━━━ Data to examine ━━━
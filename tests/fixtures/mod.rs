//! Shared test fixtures.
//!
//! Builds a self-contained lane under a temp directory with a fake `java`
//! launcher standing in for the apktool/signer jars. The fake honors the
//! real argv contracts: `-jar <apktool> d <src> -o <dest> --force-all`,
//! `-jar <apktool> b <tree> -o <out> --force-all`, and
//! `-jar <signer> --apks <apk> --out <dir> --allowResign --verbose` with the
//! `-aligned-debugSigned.apk` output name.

#![allow(dead_code)]

use std::fs;
use std::path::{Path, PathBuf};

use tempfile::TempDir;

use apk_forge::config::ForgeConfig;

/// Fake toolchain that behaves: unpack produces the expected tree (treating
/// the source APK's bytes as the embedded config), repack rebuilds an APK
/// from the config, and the signer emits its derived-name output.
pub const STANDARD_TOOLS: &str = r#"#!/bin/sh
jar="$2"
case "$jar" in
  *apktool*)
    if [ "$3" = "d" ]; then
      mkdir -p "$6/assets/flutter_assets/assets"
      cp "$4" "$6/assets/flutter_assets/assets/config.json"
    else
      cp "$4/assets/flutter_assets/assets/config.json" "$6"
    fi
    ;;
  *uber-apk-signer*)
    name=$(basename "$4" .apk)
    cp "$4" "$6/$name-aligned-debugSigned.apk"
    ;;
esac
exit 0
"#;

/// Unpack succeeds but produces a tree with no config file.
pub const NO_CONFIG_TOOLS: &str = r#"#!/bin/sh
jar="$2"
case "$jar" in
  *apktool*)
    if [ "$3" = "d" ]; then
      mkdir -p "$6/assets"
    fi
    ;;
esac
exit 0
"#;

/// Every invocation hangs far past any test timeout.
pub const SLEEPY_TOOLS: &str = r#"#!/bin/sh
sleep 30
exit 0
"#;

/// Every invocation fails outright.
pub const FAILING_TOOLS: &str = r#"#!/bin/sh
echo "brut.androlib.AndrolibException: boom" >&2
exit 1
"#;

/// Floods stdout past any small output cap.
pub const NOISY_TOOLS: &str = r#"#!/bin/sh
head -c 2000000 /dev/zero | tr '\0' 'x'
exit 0
"#;

/// apktool works; the signer exits 0 without producing its output.
pub const LAZY_SIGNER_TOOLS: &str = r#"#!/bin/sh
jar="$2"
case "$jar" in
  *apktool*)
    if [ "$3" = "d" ]; then
      mkdir -p "$6/assets/flutter_assets/assets"
      cp "$4" "$6/assets/flutter_assets/assets/config.json"
    else
      cp "$4/assets/flutter_assets/assets/config.json" "$6"
    fi
    ;;
esac
exit 0
"#;

/// A lane rooted in a temp directory.
pub struct LaneFixture {
    pub root: TempDir,
    pub config: ForgeConfig,
}

impl LaneFixture {
    /// Build a lane with the given fake-tool script and fast test timings.
    pub fn new(tools_script: &str) -> Self {
        let root = TempDir::new().expect("fixture temp dir");
        let base = root.path();

        let java = write_fake_java(base, tools_script);
        let apktool_jar = base.join("tools/apktool.jar");
        let signer_jar = base.join("tools/uber-apk-signer.jar");
        fs::create_dir_all(base.join("tools")).expect("tools dir");
        fs::write(&apktool_jar, "jar").expect("apktool jar");
        fs::write(&signer_jar, "jar").expect("signer jar");

        let source_apk = base.join("uploads/release.apk");
        fs::create_dir_all(base.join("uploads")).expect("uploads dir");
        fs::write(&source_apk, r#"{"apiUrl":"https://original.example"}"#)
            .expect("source apk");

        let mut config = ForgeConfig::default();
        config.paths.source_apk = source_apk;
        config.paths.store_dir = base.join("store");
        config.paths.registry_dir = base.join("registry");
        config.paths.workspace_root = base.join("workspaces");
        config.tools.java_bin = java.to_string_lossy().into_owned();
        config.tools.apktool_jar = apktool_jar;
        config.tools.signer_jar = signer_jar;
        config.limits.stage_timeout_seconds = 20;
        config.cleanup.success_delay_ms = 10;
        config.cleanup.failure_delay_ms = 10;
        config.cleanup.retry_delay_ms = 50;

        Self { root, config }
    }

    /// Workspace root for reclamation assertions.
    pub fn workspace_root(&self) -> PathBuf {
        self.config.paths.workspace_root.clone()
    }

    /// Remove the apktool jar so the unpack stage sees a missing tool.
    pub fn drop_apktool(&self) {
        fs::remove_file(&self.config.tools.apktool_jar).expect("remove apktool jar");
    }
}

/// Write an executable fake `java` into `<base>/bin/java`.
pub fn write_fake_java(base: &Path, script: &str) -> PathBuf {
    let bin = base.join("bin");
    fs::create_dir_all(&bin).expect("bin dir");
    let java = bin.join("java");
    fs::write(&java, script).expect("fake java");

    #[cfg(unix)]
    {
        use std::os::unix::fs::PermissionsExt;
        fs::set_permissions(&java, fs::Permissions::from_mode(0o755)).expect("chmod fake java");
    }

    java
}

/// Poll until `path` no longer exists, up to `budget`.
pub fn wait_for_removal(path: &Path, budget: std::time::Duration) -> bool {
    let deadline = std::time::Instant::now() + budget;
    while std::time::Instant::now() < deadline {
        if !path.exists() {
            return true;
        }
        std::thread::sleep(std::time::Duration::from_millis(20));
    }
    false
}

/// Poll until the workspace root holds no job directories, up to `budget`.
pub fn wait_for_empty_dir(path: &Path, budget: std::time::Duration) -> bool {
    let deadline = std::time::Instant::now() + budget;
    while std::time::Instant::now() < deadline {
        let occupied = fs::read_dir(path)
            .map(|entries| entries.count() > 0)
            .unwrap_or(false);
        if !occupied {
            return true;
        }
        std::thread::sleep(std::time::Duration::from_millis(20));
    }
    false
}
━━━
▸ Directions:
Your task is to retype the entries verbatim, starting with the line that holds "config.cleanup.success_delay_ms = 10;" and stopping after the line that holds "wait_for_removal(path: &Path, budget: std::time::Duration)".

▸ Written solution:
        config.cleanup.success_delay_ms = 10;
        config.cleanup.failure_delay_ms = 10;
        config.cleanup.retry_delay_ms = 50;

        Self { root, config }
    }

    /// Workspace root for reclamation assertions.
    pub fn workspace_root(&self) -> PathBuf {
        self.config.paths.workspace_root.clone()
    }

    /// Remove the apktool jar so the unpack stage sees a missing tool.
    pub fn drop_apktool(&self) {
        fs::remove_file(&self.config.tools.apktool_jar).expect("remove apktool jar");
    }
}

/// Write an executable fake `java` into `<base>/bin/java`.
pub fn write_fake_java(base: &Path, script: &str) -> PathBuf {
    let bin = base.join("bin");
    fs::create_dir_all(&bin).expect("bin dir");
    let java = bin.join("java");
    fs::write(&java, script).expect("fake java");

    #[cfg(unix)]
    {
        use std::os::unix::fs::PermissionsExt;
        fs::set_permissions(&java, fs::Permissions::from_mode(0o755)).expect("chmod fake java");
    }

    java
}

/// Poll until `path` no longer exists, up to `budget`.
pub fn wait_for_removal(path: &Path, budget: std::time::Duration) -> bool {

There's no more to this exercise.